Pupil Premium Report
Pupil Premium Report 2015-16 (61 KB)
Pupil Premium Funding
The pupil premium funding targets extra money at pupils who the government feel would benefit from extra support. These pupils are known to underachieve compared to their peers. The premium is provided in order to support these pupils in reaching their full potential. Details of how we have spent the funding is published in the report at the top of this page. The funding is based on the number of children the school has that either currently receive Free School Meals or have done so in the previous six years.
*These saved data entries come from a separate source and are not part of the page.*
use std::collections::VecDeque;
use std::sync::Mutex;

use async_trait::async_trait;

use super::LlmBackend;
use crate::error::AgentError;

/// Replies from a fixed script, in order. The last reply repeats once the
/// script runs out. Used for `prime turn --reply-file` and in tests.
#[derive(Debug)]
pub struct ScriptedBackend {
    model: String,
    replies: Mutex<VecDeque<String>>,
    prompts: Mutex<Vec<String>>,
}

impl ScriptedBackend {
    pub fn new(model: impl Into<String>, replies: impl IntoIterator<Item = impl Into<String>>) -> Self {
        Self {
            model: model.into(),
            replies: Mutex::new(replies.into_iter().map(Into::into).collect()),
            prompts: Mutex::new(Vec::new()),
        }
    }

    /// Every prompt received so far.
    pub fn prompts(&self) -> Vec<String> {
        self.prompts
            .lock()
            .map(|p| p.clone())
            .unwrap_or_default()
    }
}

#[async_trait]
impl LlmBackend for ScriptedBackend {
    fn name(&self) -> &str {
        "scripted"
    }

    fn model(&self) -> &str {
        &self.model
    }

    async fn complete(&self, prompt: &str) -> Result<String, AgentError> {
        if let Ok(mut prompts) = self.prompts.lock() {
            prompts.push(prompt.to_string());
        }
        let mut replies = self
            .replies
            .lock()
            .map_err(|_| AgentError::Backend("script lock poisoned".into()))?;
        let reply = if replies.len() > 1 {
            replies.pop_front()
        } else {
            replies.front().cloned()
        };
        reply.ok_or_else(|| AgentError::Backend("no scripted reply".into()))
    }
}

#[cfg(test)]
mod tests {
    use super::*;

    #[tokio::test]
    async fn test_script_order_and_repeat() {
        let backend = ScriptedBackend::new("m", ["one", "two"]);
        assert_eq!(backend.complete("a").await.unwrap(), "one");
        assert_eq!(backend.complete("b").await.unwrap(), "two");
        assert_eq!(backend.complete("c").await.unwrap(), "two");
        assert_eq!(backend.prompts(), ["a", "b", "c"]);
    }

    #[tokio::test]
    async fn test_empty_script_is_unreachable() {
        let backend = ScriptedBackend::new("m", Vec::<String>::new());
        assert!(matches!(
            backend.complete("a").await,
            Err(AgentError::Backend(_))
        ));
    }
}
We currently receive £1320 per eligible pupil per year.
It is really important that you continue to support the school by applying online for free school meals if you are eligible, because this is how the government calculate the funding that schools receive. If you are eligible, even if you do not intend to take school meals, it will help us if you make an application. If you need support to apply for this or access to a computer, please speak to a member of the school office team.
An application form can be downloaded from: www.brighton-hove.gov.uk/onlinefreeschoolmeals
We have continued to heavily invest in reading programmes as we know that learning to read is crucial for children to access the curriculum. Julie Forsyth, our ECAR teacher, has supported 8 Year 1 children this year and seen them make good progress in their reading. She has also worked across the school to support other children with their reading skills including some of our KS2 pupils. Julie has a team of TAs that deliver a short reading intervention called BRP – Better Reading Partners. This programme lasts for 10 weeks and is delivered 3 x weekly by an adult working 1:1 with a child. We have seen some really positive gains from this programme and children have made accelerated progress with their reading in decoding and in their comprehension. This year we have increased the number of adults trained to deliver BRP across the school to 5 so we can target more children that need support. Julie also supports TAs delivering a programme called Fisher Family Trust that develops reading and writing alongside each other and is aimed at KS1.
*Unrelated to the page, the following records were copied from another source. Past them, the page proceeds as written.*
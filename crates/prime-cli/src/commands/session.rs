use std::path::Path;

use anyhow::{Context, Result};
use clap::Args;
use prime_core::sessions::{FileSessionStore, SessionStore};

use super::open_layout;
use crate::output::format::{format_session, format_session_list};
use crate::output::OutputFormat;

#[derive(Args)]
pub struct SessionArgs {
    /// Session id to show (default: list every session)
    pub id: Option<String>,
}

pub fn run(args: &SessionArgs, workspace: Option<&Path>, format: OutputFormat) -> Result<()> {
    let layout = open_layout(workspace)?;
    let store = FileSessionStore::new(layout.sessions_dir());

    if let Some(id) = &args.id {
        let session = store
            .load(id)
            .with_context(|| format!("Failed to read session '{id}'"))?
            .with_context(|| format!("No session '{id}'"))?;
        println!("{}", format_session(&session, format));
        return Ok(());
    }

    let mut sessions = Vec::new();
    for id in store.list().context("Failed to list sessions")? {
        if let Some(session) = store
            .load(&id)
            .with_context(|| format!("Failed to read session '{id}'"))?
        {
            sessions.push(session);
        }
    }
    println!("{}", format_session_list(&sessions, format));
    Ok(())
}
Nicola Paton and Kate Heym have continued to support small groups across the school to develop their writing skills. We know that many children find this a tricky area as there is so much to remember! Both teachers have a real passion for writing and this has shown in the results we have seen. Some children have made significant improvements and told us how much working in a small group has made a difference. We will continue to offer this support next year as writing remains an area we would like to target so our attainment matches our good progress.
A Year 6 pupil told us –
When I found out I was going to work in a small group I felt happy and excited because I wanted more help with my work. I learnt how to work collaboratively with others and really enjoyed the paired talking tasks and drama activities – especially the tornado drama session which helped me write my newspaper report. The sessions also helped me to develop strategies to create pictures in my head so I knew what to write. I found it useful to see examples of successful pieces of work so I could see how to make my writing better. I also learnt how to magpie ideas from other pupils in the group and use good ideas in my own writing. The sessions also helped me with my concentration once I was back in class. One of my most successful pieces of writing was my ‘Goodnight Mr Tom’ diary entries and evacuee work. I remembered how to create pictures in my head [from the intervention sessions] and this helped me with my descriptive writing.
Another told us -
I could absorb things more easily in the Intervention room. There were lots of resources on display to help us and word mats which we could use. I knew I would get individual attention and shown how to construct my sentences. I liked using large whiteboards because I could try out ideas for my writing and make changes. Mrs Paton helped me with my grammar and clauses and I can now form complex sentences that don’t run on !” Both of the pupils above went on to make outstanding progress in Year 6 and achieved the national expectation of a level 4! This is a real achievement for both of them and shows the benefits of working in a small group.
We have continued to support children to narrow their gaps through the ‘Every Child Counts Program’ and have developed this further so we are now running a TA led intervention called ‘First Class at Number‘ in both KS1 and KS2. Our maths intervention has been further enhanced by 1 to 1 tutoring. We will continue to further develop our Maths Support next year by extending the range of support available.
Some children in Upper Key Stage 2 also benefitted from additional EAL support through a specialised EAL teacher. This allowed some children to work in small groups with a particular focus on writing. The children that accessed this intervention made very good progress.
Children in Upper Key Stage 2 have also been targeted for additional 1 :1 / 1:2 tutoring. This was delivered by a team of tutors that the school have used over the years. Several children have received this support in Maths or Literacy to allow them to work on areas that they have found challenging or have needed additional support in. 23 pupils have received maths intervention and 7 pupils have received literacy intervention. Over the year, 57% of pupils who had maths tutoring and 71% of pupils who had literacy tutoring made good or better progress. All of the tutors were externally moderated and were judged as good or better. In the light of this impact, less tutoring will take place next year and we will look to develop greater opportunity for booster groups in Maths.
Gifted and Talented Workshops
In the summer term we ran 3 gifted and talented workshops; including a drumming workshop, a forensic science morning and an ICT/DT workshop which allowed pupils to learn to programme lego models they created. The purpose of the workshops was to give more able children who received pupil premium the opportunity to take part in activities they would not have previously had experience of. Feedback from the children around what they learnt and the skills they applied, was very postitive.